Nothing should differ between your output and the entries below.

==*==

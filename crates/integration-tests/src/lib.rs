//! Integration tests for the Marketstall storefront.
//!
//! Each test spawns the full storefront router (every middleware layer, an
//! in-memory session store) on an ephemeral port, talking to a mock of the
//! backend REST API spawned next to it. Requests go over real HTTP with a
//! cookie-keeping client, so sessions behave exactly as in a browser.
//!
//! # Running Tests
//!
//! ```bash
//! cargo test -p marketstall-integration-tests
//! ```
//!
//! No database or network access is needed.

pub mod backend;

use std::net::{IpAddr, Ipv4Addr, SocketAddr};
use std::path::PathBuf;
use std::time::Duration;

use marketstall_storefront::config::{
    BackendApiConfig, CheckoutConfig, LogFormat, StorefrontConfig,
};
use marketstall_storefront::state::AppState;
use reqwest::{Client, Response, redirect};
use secrecy::SecretString;
use tokio::net::TcpListener;
use tower_sessions::MemoryStore;

pub use backend::{Account, MockBackend};

/// A running storefront wired to a mock backend.
pub struct TestApp {
    pub addr: SocketAddr,
    pub backend: MockBackend,
    client: Client,
}

impl TestApp {
    /// Start a storefront with default checkout pricing.
    pub async fn spawn() -> Self {
        Self::spawn_with(MockBackend::default()).await
    }

    /// Start a storefront against an already-configured mock backend.
    ///
    /// # Panics
    ///
    /// Panics if either server cannot be started.
    pub async fn spawn_with(backend: MockBackend) -> Self {
        let api_url = backend.spawn().await;

        let listener = TcpListener::bind("127.0.0.1:0")
            .await
            .expect("bind storefront");
        let addr = listener.local_addr().expect("storefront address");

        let config = StorefrontConfig {
            database_url: SecretString::from("postgres://unused"),
            host: IpAddr::V4(Ipv4Addr::LOCALHOST),
            port: addr.port(),
            base_url: format!("http://{addr}"),
            store_name: "Marketstall".to_string(),
            static_dir: PathBuf::from(env!("CARGO_MANIFEST_DIR")).join("../storefront/static"),
            api: BackendApiConfig {
                base_url: api_url,
                service_key: None,
                timeout: Duration::from_secs(5),
                cache_ttl: Duration::from_secs(60),
            },
            checkout: CheckoutConfig::default(),
            log_format: LogFormat::Pretty,
            sentry_dsn: None,
            sentry_environment: None,
            sentry_traces_sample_rate: 0.0,
        };

        let state = AppState::new(config).expect("storefront state");
        let app = marketstall_storefront::app(state, MemoryStore::default());
        tokio::spawn(async move {
            marketstall_storefront::serve(listener, app, std::future::pending::<()>())
                .await
                .expect("storefront server");
        });

        let client = Client::builder()
            .cookie_store(true)
            .redirect(redirect::Policy::none())
            .build()
            .expect("http client");

        Self {
            addr,
            backend,
            client,
        }
    }

    /// Absolute URL for a storefront path.
    pub fn url(&self, path: &str) -> String {
        format!("http://{}{path}", self.addr)
    }

    /// GET a page without following redirects.
    ///
    /// # Panics
    ///
    /// Panics if the request cannot be sent.
    pub async fn get(&self, path: &str) -> Response {
        self.client
            .get(self.url(path))
            .send()
            .await
            .expect("GET request")
    }

    /// GET a page and return its body, asserting a 200.
    ///
    /// # Panics
    ///
    /// Panics if the request fails or the status is not 200.
    pub async fn page(&self, path: &str) -> String {
        let response = self.get(path).await;
        assert_eq!(response.status(), 200, "GET {path}");
        response.text().await.expect("page body")
    }

    /// POST a urlencoded form as a plain browser submission.
    ///
    /// # Panics
    ///
    /// Panics if the request cannot be sent.
    pub async fn post_form(&self, path: &str, form: &[(&str, &str)]) -> Response {
        self.client
            .post(self.url(path))
            .form(form)
            .send()
            .await
            .expect("POST request")
    }

    /// POST a urlencoded form the way HTMX does.
    ///
    /// # Panics
    ///
    /// Panics if the request cannot be sent.
    pub async fn htmx_post(&self, path: &str, form: &[(&str, &str)]) -> Response {
        self.client
            .post(self.url(path))
            .header("HX-Request", "true")
            .form(form)
            .send()
            .await
            .expect("HTMX request")
    }

    /// Sign in as a seeded account.
    ///
    /// # Panics
    ///
    /// Panics if the login does not redirect.
    pub async fn login_as(&self, account: Account) {
        let response = self
            .post_form(
                "/auth/login",
                &[("email", account.email()), ("password", Account::PASSWORD)],
            )
            .await;
        assert_eq!(response.status(), 303, "login as {account:?}");
    }

    /// Put `quantity` of a product in the cart.
    ///
    /// # Panics
    ///
    /// Panics if the cart does not redirect back.
    pub async fn add_to_cart(&self, product_id: &str, quantity: u32) {
        let quantity = quantity.to_string();
        let response = self
            .post_form(
                "/cart/add",
                &[("product_id", product_id), ("quantity", &quantity)],
            )
            .await;
        assert_eq!(response.status(), 303, "add {product_id} to cart");
    }
}

/// The `Location` header of a redirect.
///
/// # Panics
///
/// Panics if the response carries no readable `Location`.
pub fn location(response: &Response) -> String {
    response
        .headers()
        .get("location")
        .and_then(|v| v.to_str().ok())
        .expect("Location header")
        .to_string()
}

==*==

§ ANSWER SPACE
filename crates/integration-tests/src/lib.rs
//! Integration tests for the Marketstall storefront.
//!
//! Each test spawns the full storefront router (every middleware layer, an
//! in-memory session store) on an ephemeral port, talking to a mock of the
//! backend REST API spawned next to it. Requests go over real HTTP with a
//! cookie-keeping client, so sessions behave exactly as in a browser.
//!
//! # Running Tests
//!
//! ```bash
//! cargo test -p marketstall-integration-tests
//! ```
//!
//! No database or network access is needed.

pub mod backend;

use std::net::{IpAddr, Ipv4Addr, SocketAddr};
use std::path::PathBuf;
use std::time::Duration;

use marketstall_storefront::config::{
    BackendApiConfig, CheckoutConfig, LogFormat, StorefrontConfig,
};
use marketstall_storefront::state::AppState;
use reqwest::{Client, Response, redirect};
use secrecy::SecretString;
use tokio::net::TcpListener;
use tower_sessions::MemoryStore;

pub use backend::{Account, MockBackend};

/// A running storefront wired to a mock backend.
pub struct TestApp {
    pub addr: SocketAddr,
    pub backend: MockBackend,
    client: Client,
}

impl TestApp {
    /// Start a storefront with default checkout pricing.
    pub async fn spawn() -> Self {
        Self::spawn_with(MockBackend::default()).await
    }

    /// Start a storefront against an already-configured mock backend.
    ///
    /// # Panics
    ///
    /// Panics if either server cannot be started.
    pub async fn spawn_with(backend: MockBackend) -> Self {
        let api_url = backend.spawn().await;

        let listener = TcpListener::bind("127.0.0.1:0")
            .await
            .expect("bind storefront");
        let addr = listener.local_addr().expect("storefront address");

        let config = StorefrontConfig {
            database_url: SecretString::from("postgres://unused"),
            host: IpAddr::V4(Ipv4Addr::LOCALHOST),
            port: addr.port(),
            base_url: format!("http://{addr}"),
            store_name: "Marketstall".to_string(),
            static_dir: PathBuf::from(env!("CARGO_MANIFEST_DIR")).join("../storefront/static"),
            api: BackendApiConfig {
                base_url: api_url,
                service_key: None,
                timeout: Duration::from_secs(5),
                cache_ttl: Duration::from_secs(60),
            },
            checkout: CheckoutConfig::default(),
            log_format: LogFormat::Pretty,
            sentry_dsn: None,
            sentry_environment: None,
            sentry_traces_sample_rate: 0.0,
        };

        let state = AppState::new(config).expect("storefront state");
        let app = marketstall_storefront::app(state, MemoryStore::default());
        tokio::spawn(async move {
            marketstall_storefront::serve(listener, app, std::future::pending::<()>())
                .await
                .expect("storefront server");
        });

        let client = Client::builder()
            .cookie_store(true)
            .redirect(redirect::Policy::none())
            .build()
            .expect("http client");

        Self {
            addr,
            backend,
            client,
        }
    }

    /// Absolute URL for a storefront path.
    pub fn url(&self, path: &str) -> String {
        format!("http://{}{path}", self.addr)
    }

    /// GET a page without following redirects.
    ///
    /// # Panics
    ///
    /// Panics if the request cannot be sent.
    pub async fn get(&self, path: &str) -> Response {
        self.client
            .get(self.url(path))
            .send()
            .await
            .expect("GET request")
    }

    /// GET a page and return its body, asserting a 200.
    ///
    /// # Panics
    ///
    /// Panics if the request fails or the status is not 200.
    pub async fn page(&self, path: &str) -> String {
        let response = self.get(path).await;
        assert_eq!(response.status(), 200, "GET {path}");
        response.text().await.expect("page body")
    }

    /// POST a urlencoded form as a plain browser submission.
    ///
    /// # Panics
    ///
    /// Panics if the request cannot be sent.
    pub async fn post_form(&self, path: &str, form: &[(&str, &str)]) -> Response {
        self.client
            .post(self.url(path))
            .form(form)
            .send()
            .await
            .expect("POST request")
    }

    /// POST a urlencoded form the way HTMX does.
    ///
    /// # Panics
    ///
    /// Panics if the request cannot be sent.
    pub async fn htmx_post(&self, path: &str, form: &[(&str, &str)]) -> Response {
        self.client
            .post(self.url(path))
            .header("HX-Request", "true")
            .form(form)
            .send()
            .await
            .expect("HTMX request")
    }

    /// Sign in as a seeded account.
    ///
    /// # Panics
    ///
    /// Panics if the login does not redirect.
    pub async fn login_as(&self, account: Account) {
        let response = self
            .post_form(
                "/auth/login",
                &[("email", account.email()), ("password", Account::PASSWORD)],
            )
            .await;
        assert_eq!(response.status(), 303, "login as {account:?}");
    }

    /// Put `quantity` of a product in the cart.
    ///
    /// # Panics
    ///
    /// Panics if the cart does not redirect back.
    pub async fn add_to_cart(&self, product_id: &str, quantity: u32) {
        let quantity = quantity.to_string();
        let response = self
            .post_form(
                "/cart/add",
                &[("product_id", product_id), ("quantity", &quantity)],
            )
            .await;
        assert_eq!(response.status(), 303, "add {product_id} to cart");
    }
}

/// The `Location` header of a redirect.
///
/// # Panics
///
/// Panics if the response carries no readable `Location`.
pub fn location(response: &Response) -> String {
    response
        .headers()
        .get("location")
        .and_then(|v| v.to_str().ok())
        .expect("Location header")
        .to_string()
}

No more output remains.